- **Try it**: Only the number should be given: how many lines below contain "other".

- **Dataset records**:
══════════

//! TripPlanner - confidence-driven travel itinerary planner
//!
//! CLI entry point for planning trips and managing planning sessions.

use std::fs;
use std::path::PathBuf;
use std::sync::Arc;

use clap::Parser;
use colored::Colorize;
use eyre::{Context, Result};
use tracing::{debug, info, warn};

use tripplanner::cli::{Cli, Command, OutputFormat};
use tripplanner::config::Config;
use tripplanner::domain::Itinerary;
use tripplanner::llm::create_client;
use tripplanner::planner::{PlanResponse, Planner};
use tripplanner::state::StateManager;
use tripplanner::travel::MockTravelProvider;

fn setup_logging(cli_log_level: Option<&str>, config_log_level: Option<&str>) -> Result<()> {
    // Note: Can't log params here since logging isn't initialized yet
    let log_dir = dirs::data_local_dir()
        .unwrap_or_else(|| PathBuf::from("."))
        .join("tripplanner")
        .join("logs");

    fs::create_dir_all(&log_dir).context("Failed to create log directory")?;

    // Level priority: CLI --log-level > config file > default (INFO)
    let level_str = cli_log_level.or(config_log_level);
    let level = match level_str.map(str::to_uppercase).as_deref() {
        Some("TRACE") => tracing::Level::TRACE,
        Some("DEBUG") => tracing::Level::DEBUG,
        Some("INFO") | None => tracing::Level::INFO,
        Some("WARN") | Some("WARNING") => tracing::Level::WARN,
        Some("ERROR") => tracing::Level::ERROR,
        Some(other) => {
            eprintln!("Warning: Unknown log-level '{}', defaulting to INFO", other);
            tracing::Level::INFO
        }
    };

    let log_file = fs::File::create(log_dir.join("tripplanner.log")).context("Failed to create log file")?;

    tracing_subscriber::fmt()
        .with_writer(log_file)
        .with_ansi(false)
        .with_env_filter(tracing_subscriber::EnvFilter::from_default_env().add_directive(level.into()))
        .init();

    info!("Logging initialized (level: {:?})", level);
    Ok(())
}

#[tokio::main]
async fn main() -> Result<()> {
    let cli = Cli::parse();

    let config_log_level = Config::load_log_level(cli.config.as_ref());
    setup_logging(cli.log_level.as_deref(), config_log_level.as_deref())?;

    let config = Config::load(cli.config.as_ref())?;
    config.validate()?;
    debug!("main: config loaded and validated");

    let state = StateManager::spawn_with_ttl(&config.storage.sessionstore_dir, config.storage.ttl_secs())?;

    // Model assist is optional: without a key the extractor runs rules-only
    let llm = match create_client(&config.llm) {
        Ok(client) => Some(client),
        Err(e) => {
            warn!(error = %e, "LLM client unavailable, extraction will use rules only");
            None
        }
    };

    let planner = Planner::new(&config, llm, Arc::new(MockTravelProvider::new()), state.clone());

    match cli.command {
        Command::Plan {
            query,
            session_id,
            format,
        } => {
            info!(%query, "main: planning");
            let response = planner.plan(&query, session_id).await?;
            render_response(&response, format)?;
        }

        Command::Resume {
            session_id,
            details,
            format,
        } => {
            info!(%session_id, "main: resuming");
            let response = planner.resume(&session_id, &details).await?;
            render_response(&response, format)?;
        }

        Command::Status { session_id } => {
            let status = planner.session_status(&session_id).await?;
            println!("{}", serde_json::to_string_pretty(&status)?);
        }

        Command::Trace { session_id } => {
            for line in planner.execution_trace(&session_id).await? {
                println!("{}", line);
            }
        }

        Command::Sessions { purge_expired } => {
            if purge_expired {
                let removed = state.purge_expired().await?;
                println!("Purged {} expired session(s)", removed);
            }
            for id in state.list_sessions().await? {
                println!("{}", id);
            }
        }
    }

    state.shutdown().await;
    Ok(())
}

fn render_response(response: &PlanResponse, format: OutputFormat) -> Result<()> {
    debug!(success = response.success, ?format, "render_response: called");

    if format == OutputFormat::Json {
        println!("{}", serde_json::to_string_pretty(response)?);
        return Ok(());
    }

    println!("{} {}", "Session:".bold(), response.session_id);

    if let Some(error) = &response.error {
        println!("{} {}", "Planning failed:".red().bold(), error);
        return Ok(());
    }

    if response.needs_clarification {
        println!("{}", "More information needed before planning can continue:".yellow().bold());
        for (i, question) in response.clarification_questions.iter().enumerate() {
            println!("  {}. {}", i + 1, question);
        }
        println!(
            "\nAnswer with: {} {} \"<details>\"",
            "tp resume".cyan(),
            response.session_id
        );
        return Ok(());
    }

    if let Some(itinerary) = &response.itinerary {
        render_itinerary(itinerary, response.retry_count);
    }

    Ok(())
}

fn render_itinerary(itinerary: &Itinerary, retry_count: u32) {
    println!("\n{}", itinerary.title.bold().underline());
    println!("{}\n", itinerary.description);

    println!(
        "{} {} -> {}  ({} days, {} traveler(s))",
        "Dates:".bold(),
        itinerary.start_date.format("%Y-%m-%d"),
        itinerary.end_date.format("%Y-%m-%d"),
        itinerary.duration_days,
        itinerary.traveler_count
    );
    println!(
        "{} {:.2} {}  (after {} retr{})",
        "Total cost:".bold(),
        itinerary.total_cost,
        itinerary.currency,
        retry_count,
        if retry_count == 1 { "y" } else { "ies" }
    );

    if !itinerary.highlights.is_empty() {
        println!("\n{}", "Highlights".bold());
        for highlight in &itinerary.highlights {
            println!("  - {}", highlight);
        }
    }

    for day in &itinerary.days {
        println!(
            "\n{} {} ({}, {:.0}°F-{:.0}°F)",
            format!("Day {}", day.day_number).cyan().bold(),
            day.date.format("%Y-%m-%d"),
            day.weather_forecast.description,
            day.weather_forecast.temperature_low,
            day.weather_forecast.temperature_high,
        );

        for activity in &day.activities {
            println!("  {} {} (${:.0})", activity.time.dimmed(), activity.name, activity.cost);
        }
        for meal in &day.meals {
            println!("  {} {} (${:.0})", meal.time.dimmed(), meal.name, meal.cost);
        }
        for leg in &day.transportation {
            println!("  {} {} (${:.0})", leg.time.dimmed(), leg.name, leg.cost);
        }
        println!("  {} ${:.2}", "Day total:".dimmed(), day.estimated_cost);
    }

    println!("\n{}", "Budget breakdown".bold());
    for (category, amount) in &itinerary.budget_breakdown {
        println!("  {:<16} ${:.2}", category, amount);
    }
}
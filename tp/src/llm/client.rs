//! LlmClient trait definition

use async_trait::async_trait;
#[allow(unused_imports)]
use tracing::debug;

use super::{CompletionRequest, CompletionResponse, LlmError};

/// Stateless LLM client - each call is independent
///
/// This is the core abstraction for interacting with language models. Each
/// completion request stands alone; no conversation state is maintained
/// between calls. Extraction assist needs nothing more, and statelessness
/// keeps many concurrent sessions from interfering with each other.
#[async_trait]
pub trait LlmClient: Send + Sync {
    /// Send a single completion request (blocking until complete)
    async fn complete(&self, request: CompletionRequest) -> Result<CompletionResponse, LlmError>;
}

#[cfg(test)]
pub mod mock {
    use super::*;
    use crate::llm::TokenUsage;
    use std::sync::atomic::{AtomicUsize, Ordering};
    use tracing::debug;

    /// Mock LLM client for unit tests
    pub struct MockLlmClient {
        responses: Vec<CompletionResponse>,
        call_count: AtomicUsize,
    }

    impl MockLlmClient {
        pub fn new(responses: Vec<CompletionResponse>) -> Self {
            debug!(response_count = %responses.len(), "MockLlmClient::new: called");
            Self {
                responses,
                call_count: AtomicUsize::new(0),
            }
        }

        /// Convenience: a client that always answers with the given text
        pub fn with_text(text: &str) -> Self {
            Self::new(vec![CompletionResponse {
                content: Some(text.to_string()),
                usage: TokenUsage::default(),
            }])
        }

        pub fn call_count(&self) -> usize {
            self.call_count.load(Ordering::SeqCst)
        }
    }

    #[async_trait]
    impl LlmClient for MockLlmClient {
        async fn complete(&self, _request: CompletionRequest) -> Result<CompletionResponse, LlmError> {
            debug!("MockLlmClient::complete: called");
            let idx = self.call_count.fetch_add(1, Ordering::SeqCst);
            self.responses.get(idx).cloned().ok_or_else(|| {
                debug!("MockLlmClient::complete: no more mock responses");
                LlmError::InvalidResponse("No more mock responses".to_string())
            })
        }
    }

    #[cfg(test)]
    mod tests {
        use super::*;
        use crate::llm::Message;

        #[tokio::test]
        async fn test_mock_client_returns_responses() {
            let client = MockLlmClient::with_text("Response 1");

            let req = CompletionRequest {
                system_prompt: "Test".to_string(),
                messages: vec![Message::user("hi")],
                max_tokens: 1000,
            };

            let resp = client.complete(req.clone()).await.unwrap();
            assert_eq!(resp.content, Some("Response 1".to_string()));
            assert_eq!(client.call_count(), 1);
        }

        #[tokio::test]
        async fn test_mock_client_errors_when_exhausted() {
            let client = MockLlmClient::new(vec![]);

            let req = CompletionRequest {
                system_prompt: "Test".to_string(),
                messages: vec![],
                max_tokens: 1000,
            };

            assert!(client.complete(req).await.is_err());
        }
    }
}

══════════

- **Answer section**: 3